(Beginning of Recorded information)

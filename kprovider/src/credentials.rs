//! Secure in-memory API key storage.

use std::collections::HashMap;
use std::sync::{Mutex, MutexGuard};

use crate::{BackendId, ProviderError};

#[derive(PartialEq, Eq)]
pub struct SecretString {
    value: String,
}

impl SecretString {
    pub fn new(value: impl Into<String>) -> Self {
        Self {
            value: value.into(),
        }
    }

    pub fn expose(&self) -> &str {
        self.value.as_str()
    }

    pub fn is_empty(&self) -> bool {
        self.value.trim().is_empty()
    }
}

impl Clone for SecretString {
    fn clone(&self) -> Self {
        Self::new(self.value.clone())
    }
}

impl std::fmt::Debug for SecretString {
    fn fmt(&self, f: &mut std::fmt::Formatter<'_>) -> std::fmt::Result {
        f.write_str("[REDACTED]")
    }
}

impl Drop for SecretString {
    fn drop(&mut self) {
        // SAFETY: zero bytes are valid UTF-8.
        unsafe {
            self.value.as_mut_vec().fill(0);
        }
    }
}

#[derive(Default)]
pub struct SecureCredentialManager {
    api_keys: Mutex<HashMap<BackendId, SecretString>>,
}

impl SecureCredentialManager {
    pub fn new() -> Self {
        Self::default()
    }

    pub fn set_api_key(
        &self,
        backend: BackendId,
        api_key: impl Into<String>,
    ) -> Result<(), ProviderError> {
        let api_key = SecretString::new(api_key);
        if api_key.is_empty() {
            return Err(ProviderError::authentication("api key must not be empty"));
        }

        self.api_keys_guard()?.insert(backend, api_key);
        Ok(())
    }

    pub fn has_api_key(&self, backend: BackendId) -> Result<bool, ProviderError> {
        Ok(self.api_keys_guard()?.contains_key(&backend))
    }

    /// Returns a copy of the stored key, if any.
    pub fn api_key(&self, backend: BackendId) -> Result<Option<SecretString>, ProviderError> {
        Ok(self.api_keys_guard()?.get(&backend).cloned())
    }

    pub fn with_api_key<R>(
        &self,
        backend: BackendId,
        f: impl FnOnce(&str) -> R,
    ) -> Result<Option<R>, ProviderError> {
        let api_keys = self.api_keys_guard()?;
        Ok(api_keys.get(&backend).map(|secret| f(secret.expose())))
    }

    pub fn clear(&self, backend: BackendId) -> Result<bool, ProviderError> {
        Ok(self.api_keys_guard()?.remove(&backend).is_some())
    }

    fn api_keys_guard(
        &self,
    ) -> Result<MutexGuard<'_, HashMap<BackendId, SecretString>>, ProviderError> {
        self.api_keys
            .lock()
            .map_err(|_| ProviderError::other("credential manager lock poisoned"))
    }
}

impl std::fmt::Debug for SecureCredentialManager {
    fn fmt(&self, f: &mut std::fmt::Formatter<'_>) -> std::fmt::Result {
        f.debug_struct("SecureCredentialManager")
            .field("api_keys", &"[REDACTED]")
            .finish()
    }
}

(End of Recorded information)

• _What you are asked to do_
Repeat each record in full; every line must match exactly.

• _Written solution_
filename kprovider/src/credentials.rs
//! Secure in-memory API key storage.

use std::collections::HashMap;
use std::sync::{Mutex, MutexGuard};

use crate::{BackendId, ProviderError};

#[derive(PartialEq, Eq)]
pub struct SecretString {
    value: String,
}

impl SecretString {
    pub fn new(value: impl Into<String>) -> Self {
        Self {
            value: value.into(),
        }
    }

    pub fn expose(&self) -> &str {
        self.value.as_str()
    }

    pub fn is_empty(&self) -> bool {
        self.value.trim().is_empty()
    }
}

impl Clone for SecretString {
    fn clone(&self) -> Self {
        Self::new(self.value.clone())
    }
}

impl std::fmt::Debug for SecretString {
    fn fmt(&self, f: &mut std::fmt::Formatter<'_>) -> std::fmt::Result {
        f.write_str("[REDACTED]")
    }
}

impl Drop for SecretString {
    fn drop(&mut self) {
        // SAFETY: zero bytes are valid UTF-8.
        unsafe {
            self.value.as_mut_vec().fill(0);
        }
    }
}

#[derive(Default)]
pub struct SecureCredentialManager {
    api_keys: Mutex<HashMap<BackendId, SecretString>>,
}

impl SecureCredentialManager {
    pub fn new() -> Self {
        Self::default()
    }

    pub fn set_api_key(
        &self,
        backend: BackendId,
        api_key: impl Into<String>,
    ) -> Result<(), ProviderError> {
        let api_key = SecretString::new(api_key);
        if api_key.is_empty() {
            return Err(ProviderError::authentication("api key must not be empty"));
        }

        self.api_keys_guard()?.insert(backend, api_key);
        Ok(())
    }

    pub fn has_api_key(&self, backend: BackendId) -> Result<bool, ProviderError> {
        Ok(self.api_keys_guard()?.contains_key(&backend))
    }

    /// Returns a copy of the stored key, if any.
    pub fn api_key(&self, backend: BackendId) -> Result<Option<SecretString>, ProviderError> {
        Ok(self.api_keys_guard()?.get(&backend).cloned())
    }

    pub fn with_api_key<R>(
        &self,
        backend: BackendId,
        f: impl FnOnce(&str) -> R,
    ) -> Result<Option<R>, ProviderError> {
        let api_keys = self.api_keys_guard()?;
        Ok(api_keys.get(&backend).map(|secret| f(secret.expose())))
    }

    pub fn clear(&self, backend: BackendId) -> Result<bool, ProviderError> {
        Ok(self.api_keys_guard()?.remove(&backend).is_some())
    }

    fn api_keys_guard(
        &self,
    ) -> Result<MutexGuard<'_, HashMap<BackendId, SecretString>>, ProviderError> {
        self.api_keys
            .lock()
            .map_err(|_| ProviderError::other("credential manager lock poisoned"))
    }
}

impl std::fmt::Debug for SecureCredentialManager {
    fn fmt(&self, f: &mut std::fmt::Formatter<'_>) -> std::fmt::Result {
        f.debug_struct("SecureCredentialManager")
            .field("api_keys", &"[REDACTED]")
            .finish()
    }
}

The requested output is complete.